Source data ::
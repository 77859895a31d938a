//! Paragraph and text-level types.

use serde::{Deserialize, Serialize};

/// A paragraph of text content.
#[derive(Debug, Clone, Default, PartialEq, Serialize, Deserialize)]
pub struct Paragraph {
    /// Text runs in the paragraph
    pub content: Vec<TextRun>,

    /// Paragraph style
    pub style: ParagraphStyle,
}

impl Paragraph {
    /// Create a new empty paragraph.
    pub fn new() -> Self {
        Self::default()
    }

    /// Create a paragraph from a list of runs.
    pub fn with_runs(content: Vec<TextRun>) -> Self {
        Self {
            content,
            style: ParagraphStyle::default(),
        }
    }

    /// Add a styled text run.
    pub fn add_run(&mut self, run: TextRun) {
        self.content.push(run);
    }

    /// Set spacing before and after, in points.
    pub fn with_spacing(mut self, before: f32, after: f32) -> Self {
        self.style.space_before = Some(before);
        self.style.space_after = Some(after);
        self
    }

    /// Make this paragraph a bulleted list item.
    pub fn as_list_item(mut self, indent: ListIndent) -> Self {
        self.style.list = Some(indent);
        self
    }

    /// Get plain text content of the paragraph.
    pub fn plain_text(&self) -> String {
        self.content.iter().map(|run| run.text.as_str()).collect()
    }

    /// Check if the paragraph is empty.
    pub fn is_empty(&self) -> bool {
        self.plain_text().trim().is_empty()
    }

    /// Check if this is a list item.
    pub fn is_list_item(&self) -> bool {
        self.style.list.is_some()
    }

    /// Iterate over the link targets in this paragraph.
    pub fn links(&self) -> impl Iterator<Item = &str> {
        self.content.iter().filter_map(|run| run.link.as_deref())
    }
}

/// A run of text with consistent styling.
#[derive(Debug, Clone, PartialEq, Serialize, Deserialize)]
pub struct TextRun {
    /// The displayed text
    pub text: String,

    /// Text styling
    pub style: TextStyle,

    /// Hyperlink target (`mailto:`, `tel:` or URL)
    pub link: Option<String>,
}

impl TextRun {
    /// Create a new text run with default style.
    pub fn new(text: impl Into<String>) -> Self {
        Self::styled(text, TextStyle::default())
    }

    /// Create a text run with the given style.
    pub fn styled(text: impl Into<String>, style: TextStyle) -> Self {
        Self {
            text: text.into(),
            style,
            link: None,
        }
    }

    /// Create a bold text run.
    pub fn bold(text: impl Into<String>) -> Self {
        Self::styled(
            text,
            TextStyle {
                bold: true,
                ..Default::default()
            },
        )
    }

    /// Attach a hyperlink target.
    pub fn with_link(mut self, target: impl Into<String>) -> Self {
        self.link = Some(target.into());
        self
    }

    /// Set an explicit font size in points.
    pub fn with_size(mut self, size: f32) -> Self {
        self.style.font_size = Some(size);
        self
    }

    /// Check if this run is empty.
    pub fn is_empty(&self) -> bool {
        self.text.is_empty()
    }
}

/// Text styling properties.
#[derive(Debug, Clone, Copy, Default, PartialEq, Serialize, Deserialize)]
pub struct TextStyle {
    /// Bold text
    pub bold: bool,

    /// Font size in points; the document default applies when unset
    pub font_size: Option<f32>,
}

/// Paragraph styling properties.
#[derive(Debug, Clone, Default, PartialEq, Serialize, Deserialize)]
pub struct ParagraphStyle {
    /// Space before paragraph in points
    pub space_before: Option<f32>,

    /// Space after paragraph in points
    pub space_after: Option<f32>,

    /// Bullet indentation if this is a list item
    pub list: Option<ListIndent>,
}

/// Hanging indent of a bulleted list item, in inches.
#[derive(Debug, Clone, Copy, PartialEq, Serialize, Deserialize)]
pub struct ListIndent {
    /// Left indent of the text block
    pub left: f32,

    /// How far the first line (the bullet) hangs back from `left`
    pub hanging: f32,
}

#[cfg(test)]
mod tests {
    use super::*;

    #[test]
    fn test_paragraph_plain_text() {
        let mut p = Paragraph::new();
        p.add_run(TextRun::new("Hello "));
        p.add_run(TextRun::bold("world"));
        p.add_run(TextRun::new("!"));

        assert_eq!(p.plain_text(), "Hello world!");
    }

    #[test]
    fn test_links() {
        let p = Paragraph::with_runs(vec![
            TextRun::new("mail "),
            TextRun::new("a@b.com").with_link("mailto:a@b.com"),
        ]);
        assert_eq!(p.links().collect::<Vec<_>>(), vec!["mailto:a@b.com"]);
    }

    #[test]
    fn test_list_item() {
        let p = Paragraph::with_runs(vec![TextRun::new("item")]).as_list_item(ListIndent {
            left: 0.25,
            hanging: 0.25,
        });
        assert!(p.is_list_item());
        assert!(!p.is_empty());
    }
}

* * *

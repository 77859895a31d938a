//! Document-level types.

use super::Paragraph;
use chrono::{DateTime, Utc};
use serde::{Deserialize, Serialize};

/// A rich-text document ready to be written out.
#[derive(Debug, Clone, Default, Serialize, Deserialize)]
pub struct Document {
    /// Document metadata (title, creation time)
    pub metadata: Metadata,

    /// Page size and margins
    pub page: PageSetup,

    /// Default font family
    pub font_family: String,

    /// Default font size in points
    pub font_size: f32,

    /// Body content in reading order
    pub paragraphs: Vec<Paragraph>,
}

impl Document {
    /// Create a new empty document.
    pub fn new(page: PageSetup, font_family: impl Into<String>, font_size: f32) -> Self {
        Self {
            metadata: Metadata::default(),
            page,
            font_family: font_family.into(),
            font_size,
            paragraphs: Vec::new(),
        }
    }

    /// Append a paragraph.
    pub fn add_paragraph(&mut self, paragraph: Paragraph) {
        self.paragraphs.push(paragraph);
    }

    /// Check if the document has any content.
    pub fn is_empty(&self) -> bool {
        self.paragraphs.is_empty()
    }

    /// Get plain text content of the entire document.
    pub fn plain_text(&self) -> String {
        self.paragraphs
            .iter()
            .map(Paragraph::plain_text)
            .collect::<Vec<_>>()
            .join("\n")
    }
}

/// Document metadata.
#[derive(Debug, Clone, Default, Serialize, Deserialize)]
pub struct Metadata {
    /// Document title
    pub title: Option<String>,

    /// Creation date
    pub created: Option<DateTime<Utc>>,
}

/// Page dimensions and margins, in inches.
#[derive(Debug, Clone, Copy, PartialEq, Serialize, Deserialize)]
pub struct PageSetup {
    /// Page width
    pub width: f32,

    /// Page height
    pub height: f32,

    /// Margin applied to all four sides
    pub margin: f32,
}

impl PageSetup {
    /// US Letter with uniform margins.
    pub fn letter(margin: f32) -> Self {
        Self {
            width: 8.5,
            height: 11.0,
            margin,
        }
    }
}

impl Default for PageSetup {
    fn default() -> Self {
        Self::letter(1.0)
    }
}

==

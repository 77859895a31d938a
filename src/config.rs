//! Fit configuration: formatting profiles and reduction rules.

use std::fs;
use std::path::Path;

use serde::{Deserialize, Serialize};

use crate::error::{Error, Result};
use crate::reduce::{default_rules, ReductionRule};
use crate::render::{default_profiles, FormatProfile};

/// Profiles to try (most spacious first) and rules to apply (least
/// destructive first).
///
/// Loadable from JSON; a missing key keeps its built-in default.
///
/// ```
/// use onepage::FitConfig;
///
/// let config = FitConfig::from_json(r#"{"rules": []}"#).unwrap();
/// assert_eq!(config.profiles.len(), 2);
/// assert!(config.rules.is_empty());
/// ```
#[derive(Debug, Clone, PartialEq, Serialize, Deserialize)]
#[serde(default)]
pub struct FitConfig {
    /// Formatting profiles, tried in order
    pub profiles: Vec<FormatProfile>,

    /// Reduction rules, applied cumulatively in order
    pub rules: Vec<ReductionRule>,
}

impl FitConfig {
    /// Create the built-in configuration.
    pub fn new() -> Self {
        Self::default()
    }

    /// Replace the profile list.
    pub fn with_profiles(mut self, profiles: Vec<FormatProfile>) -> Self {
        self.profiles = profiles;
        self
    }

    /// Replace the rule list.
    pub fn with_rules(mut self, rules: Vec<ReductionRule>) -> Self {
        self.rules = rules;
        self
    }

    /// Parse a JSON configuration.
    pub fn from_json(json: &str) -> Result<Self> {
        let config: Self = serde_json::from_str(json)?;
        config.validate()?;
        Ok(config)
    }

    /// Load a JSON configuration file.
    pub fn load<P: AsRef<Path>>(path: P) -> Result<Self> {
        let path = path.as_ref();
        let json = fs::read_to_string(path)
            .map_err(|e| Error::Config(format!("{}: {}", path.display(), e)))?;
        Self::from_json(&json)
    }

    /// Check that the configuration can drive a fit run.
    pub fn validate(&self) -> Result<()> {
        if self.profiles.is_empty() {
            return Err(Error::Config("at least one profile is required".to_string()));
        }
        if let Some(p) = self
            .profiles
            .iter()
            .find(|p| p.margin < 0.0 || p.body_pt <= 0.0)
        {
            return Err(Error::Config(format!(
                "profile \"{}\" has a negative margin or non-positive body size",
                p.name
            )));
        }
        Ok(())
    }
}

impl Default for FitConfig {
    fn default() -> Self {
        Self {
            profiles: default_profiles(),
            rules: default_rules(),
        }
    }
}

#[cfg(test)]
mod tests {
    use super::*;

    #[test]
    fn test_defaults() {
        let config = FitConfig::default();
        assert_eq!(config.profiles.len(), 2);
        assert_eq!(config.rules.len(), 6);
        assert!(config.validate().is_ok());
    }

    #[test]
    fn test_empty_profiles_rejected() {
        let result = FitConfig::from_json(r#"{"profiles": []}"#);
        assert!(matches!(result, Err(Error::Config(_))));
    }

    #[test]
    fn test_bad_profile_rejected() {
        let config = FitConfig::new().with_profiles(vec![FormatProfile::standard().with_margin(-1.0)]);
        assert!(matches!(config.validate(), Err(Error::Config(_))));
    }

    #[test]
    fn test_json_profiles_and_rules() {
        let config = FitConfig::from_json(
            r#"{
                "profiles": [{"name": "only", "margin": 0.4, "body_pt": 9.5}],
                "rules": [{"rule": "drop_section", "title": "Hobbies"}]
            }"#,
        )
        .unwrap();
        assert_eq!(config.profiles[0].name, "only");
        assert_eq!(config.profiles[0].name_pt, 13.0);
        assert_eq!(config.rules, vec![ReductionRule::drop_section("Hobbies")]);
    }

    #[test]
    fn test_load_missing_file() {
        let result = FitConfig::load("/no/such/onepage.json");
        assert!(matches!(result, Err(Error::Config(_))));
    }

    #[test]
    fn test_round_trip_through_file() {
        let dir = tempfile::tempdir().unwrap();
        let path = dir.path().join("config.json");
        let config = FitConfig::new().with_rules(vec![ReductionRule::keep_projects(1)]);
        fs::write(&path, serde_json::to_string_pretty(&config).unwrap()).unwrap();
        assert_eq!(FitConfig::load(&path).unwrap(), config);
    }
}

Task to complete ::
Among the lines above, return those that hold the word "DateTime".

Solution ::
use chrono::{DateTime, Utc};
    pub created: Option<DateTime<Utc>>,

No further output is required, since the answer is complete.